How My In-Laws Became My Friends
My husband and I married fairly young, at just 23 years old. Of all of the stress and changes that I expected in the process, there was one that came as a huge shock: in-laws.
I had no idea how much work in-laws would take. I was young and knew very little about the world (though I was certain that I knew it all). Somewhere in the back of my mind, I suppose that I assumed that, when I got married, my husband’s family would automatically become mine and then we would just have lovely relationships and effortless Thanksgivings.
It took years to get my head on straight. It’s never that easy, of course. People do not just *poof* become family. Family takes effort. Relationships are built around shared experience. And also, Thanksgiving is never effortless.
At first your in-laws are like a foreign culture
Before I go any further, I think I had better clarify that I have incredible in-laws. They are witty, intelligent, and a hell of a lot of fun. Today, I consider my husband’s siblings my personal friends. But when we first married, I barely knew them and they barely knew me.
In her book, Carry On Warrior, Glennon Doyle tells a story about Maya Angelou who walked all over a beautiful carpet at a party in Senegal, only to discover that the carpet was really a tablecloth because in this culture people ate on the floor. The carpet she walked all over had to be rolled up and replaced before dinner was served.
Doyle tells this story and relates it to her relationship with her mother-in-law. She describes how early in her marriage she walked all over her mother-in-law’s metaphorical tablecloth, laying down her territory as it were:
In a million subtle and not-so-subtle ways, I tried to change my in-laws. I suggested new traditions. I offered advice. I found fault with their personalities and marriage and their relationships with their children and grandchildren. I dragged my dirty shoes all over my mother-in-law’s tablecloth. The one she’d spent decades carefully weaving.
When I read this beautiful story, it reminded me of my own relationship with my in-laws. They seemed to do everything differently than my family. They had traditions that felt foreign and strange to me – like celebrating Chanukah the morning after Thanksgiving. So, in my dumb immature mind, I thought I would “show” them how it could be done. I stomped all over their metaphorical carpet, too.
Recognizing when the carpet has been rolled out for you
Two years into my marriage, we spent a year in Jerusalem while my husband began seminary. I was in a foreign country with no family, few friends, no job, and very little to do all day. I was depressed quite a bit of the time. My mother-in-law asked me what I missed there, what was difficult to get. I told her that English novels were very expensive there and I only had a few. So, she began to ship me books she liked from the used bookstore. She didn’t just purchase books. First she read them. Then she shipped me the ones she liked. I got a few of these shipments that year. The kindness of her gesture blew me away completely. She rolled out her metaphorical carpet for me.
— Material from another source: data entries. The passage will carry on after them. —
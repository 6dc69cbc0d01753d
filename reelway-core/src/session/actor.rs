//! Session manager actor.
//!
//! One task owns the live session. Commands from handles, prioritization
//! requests from the range server and events from the engine are all
//! consumed here, in order, so the published record is never half-updated.

use std::path::Path;

use tokio::sync::{mpsc, watch};
use tracing::{debug, error, info, warn};

use super::availability::{
    Availability, AvailabilityWatch, FileBinding, PriorityRequester, StreamBinder,
};
use super::commands::SessionCommand;
use super::engine::{ByteRange, DownloadEngine, EngineEvent, EngineRequest};
use super::handle::{SessionHandle, SessionManagerHandle};
use super::magnet::MagnetLink;
use super::record::{DownloadSession, SessionState};
use super::SessionError;
use crate::config::SessionConfig;

/// Spawns the session manager actor and returns its handle.
///
/// The manager drives `engine` and hands the session file to `binder` once
/// the engine reports it ready for streaming.
///
/// # Examples
/// ```rust,no_run
/// # #[tokio::main]
/// # async fn main() {
/// use reelway_core::config::SessionConfig;
/// use reelway_core::session::{DetachedBinder, spawn_session_manager};
/// # fn engine() -> Box<dyn reelway_core::DownloadEngine> { unimplemented!() }
///
/// let handle = spawn_session_manager(SessionConfig::default(), engine(), DetachedBinder);
/// let session = handle.start("magnet:?xt=urn:btih:0123456789abcdef0123456789abcdef01234567").await;
/// # }
/// ```
pub fn spawn_session_manager<E, B>(config: SessionConfig, engine: E, binder: B) -> SessionManagerHandle
where
    E: DownloadEngine,
    B: StreamBinder + 'static,
{
    let (sender, receiver) = mpsc::channel(config.command_buffer);
    let (priority_sender, priority_receiver) = mpsc::channel(config.priority_buffer);
    let (snapshot_sender, snapshot_receiver) = watch::channel(None);

    let manager = SessionManager {
        config,
        engine,
        binder,
        current: None,
        snapshots: snapshot_sender,
        priorities: priority_sender,
    };

    tokio::spawn(async move {
        run_actor_loop(manager, receiver, priority_receiver).await;
    });

    SessionManagerHandle::new(sender, snapshot_receiver)
}

/// The session plus the channels that exist only while it lives.
struct ActiveSession {
    record: DownloadSession,
    availability: Option<(watch::Sender<Availability>, AvailabilityWatch)>,
    bound: bool,
}

impl ActiveSession {
    fn new(record: DownloadSession) -> Self {
        Self {
            record,
            availability: None,
            bound: false,
        }
    }

    /// Publishes the record's contiguous bytes to availability waiters.
    fn sync_availability(&mut self) {
        let Some(file) = self.record.file.as_ref() else {
            return;
        };

        let (sender, _) = self
            .availability
            .get_or_insert_with(|| AvailabilityWatch::channel(file.total_size_bytes));
        let contiguous = file.contiguous_available_bytes;
        sender.send_if_modified(|availability| {
            if availability.contiguous_bytes == contiguous {
                return false;
            }
            availability.contiguous_bytes = contiguous;
            true
        });
    }

    /// Wakes every waiter with a cancellation.
    fn close_availability(&mut self) {
        if let Some((sender, _)) = self.availability.take() {
            sender.send_modify(|availability| availability.closed = true);
        }
    }
}

struct SessionManager<E, B> {
    config: SessionConfig,
    engine: E,
    binder: B,
    current: Option<ActiveSession>,
    snapshots: watch::Sender<Option<DownloadSession>>,
    priorities: mpsc::Sender<ByteRange>,
}

/// Runs the main actor message processing loop.
async fn run_actor_loop<E, B>(
    mut manager: SessionManager<E, B>,
    mut commands: mpsc::Receiver<SessionCommand>,
    mut priorities: mpsc::Receiver<ByteRange>,
) where
    E: DownloadEngine,
    B: StreamBinder,
{
    debug!("Session manager actor started");
    let mut events: Option<mpsc::UnboundedReceiver<EngineEvent>> = None;

    loop {
        tokio::select! {
            command = commands.recv() => {
                let Some(command) = command else { break };
                if !manager.handle_command(command, &mut events).await {
                    break;
                }
            }
            Some(range) = priorities.recv() => manager.prioritize(range).await,
            event = next_event(&mut events) => match event {
                Some(event) => manager.apply_event(event),
                None => {
                    debug!("Engine event stream closed");
                    events = None;
                }
            },
        }
    }

    manager.stop_current().await;
    debug!("Session manager actor stopped");
}

async fn next_event(events: &mut Option<mpsc::UnboundedReceiver<EngineEvent>>) -> Option<EngineEvent> {
    match events {
        Some(receiver) => receiver.recv().await,
        None => std::future::pending().await,
    }
}

impl<E, B> SessionManager<E, B>
where
    E: DownloadEngine,
    B: StreamBinder,
{
    /// Handles a single command. Returns false to shut the actor down.
    async fn handle_command(
        &mut self,
        command: SessionCommand,
        events: &mut Option<mpsc::UnboundedReceiver<EngineEvent>>,
    ) -> bool {
        match command {
            SessionCommand::Start { magnet, responder } => {
                let result = self.start(&magnet, events).await;
                let _ = responder.send(result);
            }
            SessionCommand::Stop { responder } => {
                *events = None;
                self.stop_current().await;
                let _ = responder.send(Ok(()));
            }
            SessionCommand::StopIfCurrent { id, responder } => {
                let is_current = self
                    .current
                    .as_ref()
                    .is_some_and(|active| active.record.id == id);
                if is_current {
                    *events = None;
                    self.stop_current().await;
                } else {
                    debug!("Session {} is no longer current, leaving it alone", id);
                }
                let _ = responder.send(is_current);
            }
            SessionCommand::Shutdown { responder } => {
                debug!("Session manager shutting down");
                *events = None;
                self.stop_current().await;
                let _ = responder.send(());
                return false;
            }
        }
        true
    }

    async fn start(
        &mut self,
        magnet: &str,
        events: &mut Option<mpsc::UnboundedReceiver<EngineEvent>>,
    ) -> Result<SessionHandle, SessionError> {
        let magnet = MagnetLink::parse(magnet)?;

        *events = None;
        self.stop_current().await;

        let record = DownloadSession::new(&magnet, &self.config.download_root);
        tokio::fs::create_dir_all(&record.save_dir).await?;

        info!(
            "Starting session {} for {} in {}",
            record.id,
            magnet.info_hash,
            record.save_dir.display()
        );

        let request = EngineRequest {
            magnet,
            save_dir: record.save_dir.clone(),
            events: {
                let (sender, receiver) = mpsc::unbounded_channel();
                *events = Some(receiver);
                sender
            },
        };
        self.current = Some(ActiveSession::new(record));
        self.publish();

        if let Err(e) = self.engine.start(request).await {
            error!("Engine failed to start: {}", e);
            *events = None;
            if let Some(active) = self.current.as_mut() {
                active.record.mark_failed(e.to_string());
            }
            self.publish();
            return Err(e);
        }

        let active = self.current.as_ref().ok_or(SessionError::NoActiveSession)?;
        Ok(SessionHandle::new(&active.record, self.snapshots.subscribe()))
    }

    /// Tears down the current session: engine, server binding, files.
    async fn stop_current(&mut self) {
        let Some(active) = self.current.as_mut() else {
            return;
        };
        if active.record.state == SessionState::Stopped {
            return;
        }

        let id = active.record.id;
        info!("Stopping session {}", id);

        if let Err(e) = self.engine.stop().await {
            warn!("Engine teardown failed for session {}: {}", id, e);
        }
        self.binder.unbind();
        active.bound = false;
        active.close_availability();
        active.record.mark_stopped();

        remove_save_dir(&active.record.save_dir).await;
        self.publish();
    }

    async fn prioritize(&mut self, range: ByteRange) {
        let Some(active) = self.current.as_ref() else {
            return;
        };
        if !active.record.state.is_active() {
            return;
        }
        if range.end < active.record.contiguous_available_bytes() {
            return;
        }

        debug!(
            "Prioritizing bytes {}-{} for session {}",
            range.start, range.end, active.record.id
        );
        self.engine.prioritize(range).await;
    }

    fn apply_event(&mut self, event: EngineEvent) {
        let Some(active) = self.current.as_mut() else {
            return;
        };

        let before = active.record.state;
        active.record.apply(&event);
        active.sync_availability();
        let after = active.record.state;

        if before != after {
            debug!("Session {} moved {} -> {}", active.record.id, before, after);
        }

        if after == SessionState::Ready && !active.bound {
            if let (Some(file), Some((_, watch))) = (&active.record.file, &active.availability) {
                info!(
                    "Session {} ready, serving {} ({} bytes)",
                    active.record.id,
                    file.path.display(),
                    file.total_size_bytes
                );
                self.binder.bind(FileBinding {
                    path: file.path.clone(),
                    total_size: file.total_size_bytes,
                    availability: watch.clone(),
                    priorities: PriorityRequester::new(self.priorities.clone()),
                });
                active.bound = true;
            }
        }

        if after == SessionState::Error && before != SessionState::Error {
            error!(
                "Session {} failed: {}",
                active.record.id,
                active.record.last_error.as_deref().unwrap_or("unknown engine error")
            );
            if active.bound {
                self.binder.unbind();
                active.bound = false;
            }
            active.close_availability();
        }

        self.publish();
    }

    fn publish(&self) {
        self.snapshots
            .send_replace(self.current.as_ref().map(|active| active.record.clone()));
    }
}

/// Best-effort recursive delete; failures are logged, never returned.
async fn remove_save_dir(save_dir: &Path) {
    match tokio::fs::remove_dir_all(save_dir).await {
        Ok(()) => debug!("Removed {}", save_dir.display()),
        Err(e) if e.kind() == std::io::ErrorKind::NotFound => {}
        Err(e) => warn!("Failed to remove {}: {}", save_dir.display(), e),
    }
}
//! Integration tests for Reelway
//!
//! These tests drive the range server over a real loopback socket, together
//! with the session manager and the simulated engine, and check the HTTP
//! contract a player relies on.

#[path = "integration/common.rs"]
mod common;

#[path = "integration/range_serving.rs"]
mod range_serving;

#[path = "integration/session_streaming.rs"]
mod session_streaming;

#[path = "integration/playback_flow.rs"]
mod playback_flow;
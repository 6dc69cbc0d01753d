//! In-memory page fetcher for resolver tests.

use std::collections::HashMap;
use std::sync::Arc;

use async_trait::async_trait;
use parking_lot::Mutex;

use crate::errors::ResolveError;
use crate::fetch::PageFetcher;

/// A fetch the fixture has served.
#[derive(Debug, Clone, PartialEq, Eq)]
pub struct FetchRecord {
    pub url: String,
    pub referer: String,
}

/// Serves canned page bodies keyed by URL.
///
/// Unknown URLs fail with a 404 `Network` error. Every call is recorded,
/// including failed ones.
#[derive(Debug, Clone, Default)]
pub struct FixtureFetcher {
    pages: HashMap<String, String>,
    requests: Arc<Mutex<Vec<FetchRecord>>>,
}

impl FixtureFetcher {
    pub fn new() -> Self {
        Self::default()
    }

    /// Adds a page body served for `url`.
    pub fn with_page(mut self, url: impl Into<String>, body: impl Into<String>) -> Self {
        self.pages.insert(url.into(), body.into());
        self
    }

    pub fn fetch_count(&self) -> usize {
        self.requests.lock().len()
    }

    pub fn requests(&self) -> Vec<FetchRecord> {
        self.requests.lock().clone()
    }
}

#[async_trait]
impl PageFetcher for FixtureFetcher {
    async fn fetch(&self, url: &str, referer: &str) -> Result<String, ResolveError> {
        self.requests.lock().push(FetchRecord {
            url: url.to_string(),
            referer: referer.to_string(),
        });
        self.pages
            .get(url)
            .cloned()
            .ok_or_else(|| ResolveError::Network {
                url: url.to_string(),
                reason: "HTTP 404 Not Found".to_string(),
            })
    }
}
And I began to realize that each person shows love and appreciation in unique ways. There isn’t one correct way to be a loving parent. And because up until that point in my life everyone in my family had always been there, I did not realize that family takes as much work to develop as any friendship or partnership. Family doesn’t happen from signing a marriage certificate. It happens through shared experiences, small and large gestures of care, celebrations, mourning, and food. Food, I’ve learned, is really quite important in the equation.
That same year we lived in Israel, we traveled to England to visit my sister-in-law and then she came to visit us in Jerusalem. Because my husband was busy in school that year and I had absolutely nothing to do, I was the one who spent most of the time with her when she came. We spent about every waking moment together for her four or five day trip. And I learned something very important during that time. She is a hell of a lot of fun. I knew she was fun. But, I mean we actually had a great time. We laughed a lot, ate a lot (food matters!), and walked a lot. I’m pretty sure that trip is when we became friends.
When she left for the airport, I watched my husband let out a huge breath that I hadn’t realized he had been holding onto for the three years of our young marriage. I don’t know how it skipped my notice that he was worried about whether his wife and his family would become friends.
I wish I had known when it was still early on.
If I could, I would go back and tell my young engaged self to date my in-laws, too. Find out about their interests, their stories, their hopes and dreams. It’s not enough to marry one of them. Each one needed their own relationship tended to and nurtured.
Well, I can’t change the past. But I can say I’m so grateful for the present. I have an enormous family now. I have friends and confidantes in my husband’s siblings. They are an incredible group, much different and more wonderful than I understood at the beginning of this journey. Perhaps that’s the real lesson… it’s a long journey, and one well worth sticking to.